I think some sanity has to be considered, like “2 weeks worth of posts” is how data is organized… and then at least someone who goes wild with save post or blocking users - there is a cut-off.
I think the personalization of data should pretty much be an entire post-production layer of the app. The core engine should be focused on post and comment storage and retrieval. “saved post” lists, blocking of instances, blocking of persons… let post-production deal with that.
There will be major world news events where people want to get in and see the latest comments, and the code will be crashing left and right because of personal block lists that some hand full of users built up to 80,000 people (on a single account) with some script file. Meanwhile, nobody has made a test script file to see what happens at 80,000 people on a block list…
Ok… so where to begin?
language choices. I think it’s a noble gesture, but it’s hard to ignore the overhead factor and all the end user who accidentally hide their posts and comments by getting confused by it.
all sorts but “Most comment”, “old”, and “Controversial” come down to recent posts. Nobody is complain about a 3 week old post not appearing… with one exception, featured. I think I have some tricks to play with featured. Can some basic sanity be added to the project by putting a limit on time? 3 days? Are most people here to browse the most recent 3 days of content? 7 days? Can all data be divided and organized around this? With the exception being: single community?
Is there a limp mode? Can something short of Beehaw and Lemmy.world turning off their entire front page - need to be built into the app. I think it needs to be done. In emergency / limp mode, you could cut off old data, or cut off personalization.

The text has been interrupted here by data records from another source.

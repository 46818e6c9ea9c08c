//! Background audit message consumer
//!
//! One long-lived loop pulls state-change events from the durable
//! stream with explicit acknowledgment, strictly one message in
//! flight. Undeserializable payloads are poison and get terminated
//! immediately; handler failures retry a bounded number of times with
//! a fixed delay, then the message is terminated with full context
//! logged. The retry core (`dispose`) is transport-free so it can be
//! exercised without a broker.

use crate::broker::BrokerConnection;
use crate::config::AuditConsumerConfig;
use crate::error::{AuditError, AuditResult};
use async_nats::jetstream::consumer::pull::Config as PullConsumerConfig;
use async_nats::jetstream::consumer::AckPolicy;
use async_nats::jetstream::AckKind;
use async_trait::async_trait;
use futures::StreamExt;
use std::sync::Arc;
use tokio::sync::watch;
use workflow_engine::ports::{counters, MetricsRecorder, NoopMetrics};
use workflow_types::StateChangeEvent;

// ── Handler ──────────────────────────────────────────────────────────

/// Downstream processing of one decoded state-change event
#[async_trait]
pub trait NotificationHandler: Send + Sync {
    async fn handle(&self, event: &StateChangeEvent) -> AuditResult<()>;
}

// ── Disposition ──────────────────────────────────────────────────────

/// What the consumer loop should do with a message
#[derive(Clone, Debug, PartialEq, Eq)]
pub enum Disposition {
    /// Processed; acknowledge it
    Ack,
    /// Poison or retries exhausted; terminate without requeue
    Reject,
    /// Shutdown interrupted processing; leave unacknowledged so the
    /// broker redelivers it after restart
    Release,
}

/// Decode a broker payload into a state-change event.
///
/// Failures are [`AuditError::MessageFormat`]: the payload is poison
/// and must never be retried.
fn decode_event(payload: &[u8]) -> AuditResult<StateChangeEvent> {
    StateChangeEvent::from_json_slice(payload)
        .map_err(|e| AuditError::MessageFormat(e.to_string()))
}

// ── Consumer ─────────────────────────────────────────────────────────

/// Sequential consumer of the audit stream
pub struct AuditMessageConsumer<H> {
    connection: Arc<BrokerConnection>,
    config: AuditConsumerConfig,
    handler: Arc<H>,
    shutdown: watch::Receiver<bool>,
    metrics: Arc<dyn MetricsRecorder>,
}

impl<H> AuditMessageConsumer<H>
where
    H: NotificationHandler,
{
    pub fn new(
        connection: Arc<BrokerConnection>,
        config: AuditConsumerConfig,
        handler: Arc<H>,
        shutdown: watch::Receiver<bool>,
    ) -> Self {
        Self {
            connection,
            config,
            handler,
            shutdown,
            metrics: Arc::new(NoopMetrics),
        }
    }

    pub fn with_metrics(mut self, metrics: Arc<dyn MetricsRecorder>) -> Self {
        self.metrics = metrics;
        self
    }

    /// Decide the fate of one payload.
    ///
    /// Transport-free: decoding, the retry loop, and the shutdown
    /// check all happen here; [`Self::run`] only maps the disposition
    /// onto broker acknowledgments.
    pub async fn dispose(&self, payload: &[u8]) -> Disposition {
        let event = match decode_event(payload) {
            Ok(event) => event,
            Err(e) => {
                tracing::error!(
                    error = %e,
                    payload_len = payload.len(),
                    "Poison audit message; terminating without retry"
                );
                self.metrics.incr(counters::AUDIT_MESSAGES_POISON);
                return Disposition::Reject;
            }
        };

        // A bound of zero would terminate well-formed messages without
        // ever invoking the handler
        let max_attempts = self.config.max_retry_attempts.max(1);
        let mut shutdown = self.shutdown.clone();
        for attempt in 1..=max_attempts {
            if *shutdown.borrow() {
                return Disposition::Release;
            }
            match self.handler.handle(&event).await {
                Ok(()) => {
                    self.metrics.incr(counters::AUDIT_MESSAGES_ACKED);
                    return Disposition::Ack;
                }
                Err(e) => {
                    tracing::warn!(
                        content_id = %event.content_id,
                        attempt,
                        max_attempts,
                        error = %e,
                        "Audit message processing failed"
                    );
                    if attempt == max_attempts {
                        break;
                    }
                    if self.wait_for_retry(&mut shutdown).await {
                        return Disposition::Release;
                    }
                }
            }
        }

        tracing::error!(
            content_id = %event.content_id,
            from = %event.from_state,
            to = %event.to_state,
            attempts = max_attempts,
            "Audit message retries exhausted; terminating"
        );
        self.metrics.incr(counters::AUDIT_MESSAGES_DROPPED);
        Disposition::Reject
    }

    /// Sleep out the retry delay; returns true if shutdown was
    /// signalled. Watch sends that leave the flag false do not cut
    /// the delay short.
    async fn wait_for_retry(&self, shutdown: &mut watch::Receiver<bool>) -> bool {
        let delay = tokio::time::sleep(self.config.retry_delay);
        tokio::pin!(delay);
        loop {
            tokio::select! {
                _ = &mut delay => return false,
                changed = shutdown.changed() => {
                    match changed {
                        Ok(()) if *shutdown.borrow() => return true,
                        Ok(()) => {}
                        // Sender gone; no shutdown can arrive anymore
                        Err(_) => {
                            delay.as_mut().await;
                            return false;
                        }
                    }
                }
            }
        }
    }

    /// Consume until the shutdown signal flips.
    ///
    /// Declares the stream topology and a durable pull consumer, then
    /// processes messages strictly sequentially.
    pub async fn run(&self) -> AuditResult<()> {
        let stream = self.connection.ensure_topology().await?;
        let consumer = stream
            .get_or_create_consumer(
                &self.config.durable_name,
                PullConsumerConfig {
                    durable_name: Some(self.config.durable_name.clone()),
                    ack_policy: AckPolicy::Explicit,
                    ..Default::default()
                },
            )
            .await
            .map_err(|e| AuditError::Connection(e.to_string()))?;

        let mut messages = consumer
            .messages()
            .await
            .map_err(|e| AuditError::Connection(e.to_string()))?;

        tracing::info!(
            durable_name = %self.config.durable_name,
            "Audit consumer started"
        );

        let mut shutdown = self.shutdown.clone();
        loop {
            tokio::select! {
                changed = shutdown.changed() => {
                    // A dropped sender counts as shutdown
                    if changed.is_err() || *shutdown.borrow() {
                        break;
                    }
                }
                message = messages.next() => {
                    let message = match message {
                        Some(Ok(message)) => message,
                        Some(Err(e)) => {
                            tracing::warn!(error = %e, "Audit stream pull failed");
                            continue;
                        }
                        None => break,
                    };
                    match self.dispose(&message.payload).await {
                        Disposition::Ack => {
                            if let Err(e) = message.ack().await {
                                tracing::warn!(error = %e, "Audit message ack failed");
                            }
                        }
                        Disposition::Reject => {
                            if let Err(e) = message.ack_with(AckKind::Term).await {
                                tracing::warn!(error = %e, "Audit message terminate failed");
                            }
                        }
                        Disposition::Release => break,
                    }
                }
            }
        }

        tracing::info!("Audit consumer stopped");
        Ok(())
    }
}
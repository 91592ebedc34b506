//! Boiler volume setpoints.
//!
//! Low and high thresholds are integrators: consoles nudge them by writing a
//! delta code (`0` down, `1` hold, `2` up) and the simulator republishes the
//! integrated value plus [`SETPOINT_BIAS`]. Writing a value at or above the
//! bias sets the threshold absolutely.
//!
//! The pair always satisfies `low < high`. Low is applied first; high is then
//! pushed above low if needed.

use serde::{Deserialize, Serialize};

use crate::error::{ControlError, ControlResult};

pub const SETPOINT_BIAS: u16 = 3;

const MAX_HIGH: u16 = u16::MAX - SETPOINT_BIAS;

/// Result of integrating one pair of raw setpoint words.
#[derive(Debug, Clone, Copy, PartialEq, Eq)]
pub struct SetpointUpdate {
    pub low: u16,
    pub high: u16,
    /// Encoded low to publish.
    pub low_raw: u16,
    /// Encoded high to publish.
    pub high_raw: u16,
}

#[derive(Debug, Clone, Copy, PartialEq, Eq, Serialize, Deserialize)]
pub struct VolumeSetpoints {
    low: u16,
    high: u16,
}

impl VolumeSetpoints {
    pub fn new(low: u16, high: u16) -> ControlResult<Self> {
        if low >= high {
            return Err(ControlError::InvalidArg {
                what: "low setpoint must be below high setpoint",
            });
        }
        if high > MAX_HIGH {
            return Err(ControlError::OutOfRange {
                what: "high setpoint",
                value: i64::from(high),
            });
        }
        Ok(Self { low, high })
    }

    pub fn low(&self) -> u16 {
        self.low
    }

    pub fn high(&self) -> u16 {
        self.high
    }

    pub fn encode(value: u16) -> u16 {
        value.saturating_add(SETPOINT_BIAS)
    }

    /// Integrate the raw words read from the bank.
    pub fn apply(&mut self, low_raw: u16, high_raw: u16) -> SetpointUpdate {
        let low = integrate(self.low, low_raw);
        self.low = low.clamp(0, i64::from(self.high) - 1) as u16;

        let high = integrate(self.high, high_raw);
        self.high = high.clamp(i64::from(self.low) + 1, i64::from(MAX_HIGH)) as u16;

        SetpointUpdate {
            low: self.low,
            high: self.high,
            low_raw: Self::encode(self.low),
            high_raw: Self::encode(self.high),
        }
    }

    /// Boiler is below the low threshold.
    pub fn needs_water(&self, volume: usize) -> bool {
        volume < usize::from(self.low)
    }

    /// Boiler is at or above the high threshold.
    pub fn should_stop_water(&self, volume: usize) -> bool {
        volume >= usize::from(self.high)
    }
}

fn integrate(current: u16, raw: u16) -> i64 {
    match raw.checked_sub(SETPOINT_BIAS) {
        Some(absolute) => i64::from(absolute),
        None => i64::from(current) + i64::from(raw) - 1,
    }
}
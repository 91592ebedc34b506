//! Register address map of the plant.
//!
//! Addresses are a deployment convention shared with the operator consoles,
//! not something the protocol mandates. Roles are informational only: the
//! protocol never refuses a write because of a register's role.

/// Register address as carried on the wire.
pub type Address = u16;

pub const WATER_PUMP_VALVE: Address = 0x01;
pub const WATER_PUMP_RATE: Address = 0x02;
pub const FUEL_VALVE: Address = 0x03;
pub const FUEL_RATE: Address = 0x04;
pub const BOILER_STATE: Address = 0x05;
pub const BOILER_TEMP: Address = 0x06;
pub const BOILER_WATER_VOLUME: Address = 0x07;
pub const BOILER_VOLUME_LOW: Address = 0x08;
pub const BOILER_VOLUME_HIGH: Address = 0x09;
pub const CONDENSER_VALVE: Address = 0x0a;
pub const CONDENSER_WATER_VOLUME: Address = 0x0b;
pub const TURBINE_PRESSURE_HIGH: Address = 0x0c;
pub const TURBINE_PRESSURE: Address = 0x0d;
pub const GENERATOR_STATUS: Address = 0x0e;
pub const GENERATOR_OUTPUT: Address = 0x0f;
pub const PYLON_STATUS: Address = 0x10;
pub const TURBINE_RPM: Address = 0x11;
pub const PYLON_POWER: Address = 0x12;
pub const BOILER_NEED_WATER: Address = 0x13;
pub const BOILER_STOP_WATER: Address = 0x14;

/// Who is expected to write a register.
#[derive(Debug, Clone, Copy, PartialEq, Eq, Hash)]
#[cfg_attr(feature = "serde", derive(serde::Serialize, serde::Deserialize))]
#[cfg_attr(feature = "serde", serde(rename_all = "snake_case"))]
pub enum RegisterRole {
    /// Written by consoles, read by the simulator.
    Command,
    /// Written by the simulator, read by consoles.
    Sensor,
    /// Nudged by consoles with small deltas, integrated by the simulator.
    Setpoint,
}

#[derive(Debug, Clone, Copy, PartialEq, Eq)]
pub struct RegisterDescriptor {
    pub address: Address,
    pub name: &'static str,
    pub role: RegisterRole,
}

const fn reg(address: Address, name: &'static str, role: RegisterRole) -> RegisterDescriptor {
    RegisterDescriptor {
        address,
        name,
        role,
    }
}

/// Every named register, in address order.
pub const REGISTERS: &[RegisterDescriptor] = &[
    reg(WATER_PUMP_VALVE, "water_pump_valve", RegisterRole::Command),
    reg(WATER_PUMP_RATE, "water_pump_rate", RegisterRole::Command),
    reg(FUEL_VALVE, "fuel_valve", RegisterRole::Command),
    reg(FUEL_RATE, "fuel_rate", RegisterRole::Command),
    reg(BOILER_STATE, "boiler_state", RegisterRole::Sensor),
    reg(BOILER_TEMP, "boiler_temp", RegisterRole::Sensor),
    reg(BOILER_WATER_VOLUME, "boiler_water_volume", RegisterRole::Sensor),
    reg(BOILER_VOLUME_LOW, "boiler_volume_low", RegisterRole::Setpoint),
    reg(BOILER_VOLUME_HIGH, "boiler_volume_high", RegisterRole::Setpoint),
    reg(CONDENSER_VALVE, "condenser_valve", RegisterRole::Command),
    reg(CONDENSER_WATER_VOLUME, "condenser_water_volume", RegisterRole::Sensor),
    reg(TURBINE_PRESSURE_HIGH, "turbine_pressure_high", RegisterRole::Sensor),
    reg(TURBINE_PRESSURE, "turbine_pressure", RegisterRole::Sensor),
    reg(GENERATOR_STATUS, "generator_status", RegisterRole::Command),
    reg(GENERATOR_OUTPUT, "generator_output", RegisterRole::Sensor),
    reg(PYLON_STATUS, "pylon_status", RegisterRole::Command),
    reg(TURBINE_RPM, "turbine_rpm", RegisterRole::Sensor),
    reg(PYLON_POWER, "pylon_power", RegisterRole::Sensor),
    reg(BOILER_NEED_WATER, "boiler_need_water", RegisterRole::Sensor),
    reg(BOILER_STOP_WATER, "boiler_stop_water", RegisterRole::Sensor),
];

/// Look up the descriptor of an address, if it is part of the map.
pub fn describe(address: Address) -> Option<&'static RegisterDescriptor> {
    REGISTERS.iter().find(|d| d.address == address)
}

/// Look up an address by its snake_case name.
pub fn address_of(name: &str) -> Option<Address> {
    REGISTERS.iter().find(|d| d.name == name).map(|d| d.address)
}

#[cfg(test)]
mod tests {
    use super::*;

    #[test]
    fn map_is_sorted_and_unique() {
        for pair in REGISTERS.windows(2) {
            assert!(pair[0].address < pair[1].address, "{:?}", pair);
        }
    }

    #[test]
    fn names_resolve_both_ways() {
        for d in REGISTERS {
            assert_eq!(address_of(d.name), Some(d.address));
            assert_eq!(describe(d.address).map(|x| x.name), Some(d.name));
        }
        assert!(describe(0x1f).is_none());
    }

    #[test]
    fn map_fits_a_console_poll() {
        // Consoles read 24 registers starting at address 1.
        let last = REGISTERS.last().map(|d| d.address).unwrap_or(0);
        assert!(last <= 24);
    }
}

I think the project has fundamentally misinformed the population that servers are too busy because of too many users. I just don’t see that many users!! Everything I see is too many JOIN statements! Moving to new virgin servers starts with zero data, that’s why it worked. Lemmy.world has way more data than some empty instance that is 3 weeks old. And the project leaders have failed to understand or communicate this basic issue.